PubSubbing

by Peter Saint-Andre

2006-04-24

As promised, I'll start to do a better job of describing what I work on all day in the wonderful world of Jabber / XMPP. Mostly I define protocols -- the bits of XML that Jabber clients, servers, components, bots, and other entities send back and forth over the wire to communicate. One protocol that I've been focusing on since the beginning of the year is something we call publish-subscribe or "pubsub" for short. The Jabber Enhancement Proposal ("JEP") that defines pubsub is quite large. It was originally authored by Peter Millard, who several years ago (while a member of the Jabber Council) volunteered to write a spec that would harmonize a variety of approaches that different developers had proposed. No offense to Peter, who did yeoman's work on the spec, but it needed some editorial revisions and a bit of an overhaul based on implementation experience.

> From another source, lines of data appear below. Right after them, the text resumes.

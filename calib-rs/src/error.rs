use thiserror::Error;

use crate::seasons::Month;

pub type Result<T> = std::result::Result<T, CalibError>;

#[derive(Debug, Error)]
pub enum CalibError {
    #[error("io error: {0}")]
    Io(#[from] std::io::Error),
    #[error("csv error: {0}")]
    Csv(#[from] csv::Error),
    #[error("json error: {0}")]
    Json(#[from] serde_json::Error),
    #[error("toml error: {0}")]
    TomlDe(#[from] toml::de::Error),
    #[error(
        "{site}: season {season:?}, channel {channel:?} has a {rows}x{cols} count matrix, \
         expected {expected_rows}x{expected_cols}"
    )]
    ShapeMismatch {
        site: String,
        season: String,
        channel: String,
        expected_rows: usize,
        expected_cols: usize,
        rows: usize,
        cols: usize,
    },
    #[error("{site}: season {season:?} has no month in seasons_by_month")]
    MissingSeasonMapping { site: String, season: String },
    #[error("season {season:?} is mapped from more than one month: {months:?}")]
    AmbiguousSeasonMapping { season: String, months: Vec<Month> },
    #[error(
        "{site}: counts for channel {channel:?}, date {date}, age bin {age_bin} sum to zero"
    )]
    ZeroTotalNormalization {
        site: String,
        channel: String,
        date: u32,
        age_bin: f64,
    },
    #[error("{site}: season {season:?} does not carry the same channels as the other seasons")]
    InconsistentChannels { site: String, season: String },
    #[error("{site}: reference count table is empty")]
    EmptyReferenceData { site: String },
    #[error("{site}: no reference counts attached to this site")]
    MissingReferenceData { site: String },
    #[error("unknown month name {0:?}")]
    UnknownMonth(String),
    #[error("unknown study site {0:?}")]
    UnknownSite(String),
    #[error("invalid bins: {reason}")]
    InvalidBins { reason: String },
    #[error("{axis} value {value} is not one of the {axis} bin bounds")]
    UnknownBin { axis: String, value: f64 },
    #[error("row {row}, column {column}: log10 argument {argument} gives an unusable divisor")]
    InvalidRescaleDivisor {
        row: usize,
        column: usize,
        argument: f64,
    },
    #[error("invalid input: {0}")]
    InvalidInput(String),
    #[error("no file registered under {0:?}")]
    MissingFile(String),
}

Given the size of the spec, it's taken me a while to get it ready for prime time, but the forthcoming version 1.8 is a lot cleaner and easier to read than 1.7, thanks in large measure to comments from the Wildfire team (check out their article for a friendly introduction to pubsub). It's amazing to me how long it can take to really get a protocol spec into shape, but I suppose it shouldn't be a big surprise since I tried to cover all the error flows and edge cases and such (with lots of examples -- "we put the example in example.com" and all that). In any case I hope that the Jabber Council will move forward on approving this (major) revision sometime in the next few weeks. We may even want to push out an unofficial last call (not strictly necessary, but I think advisable in this situation given the scope of the changes).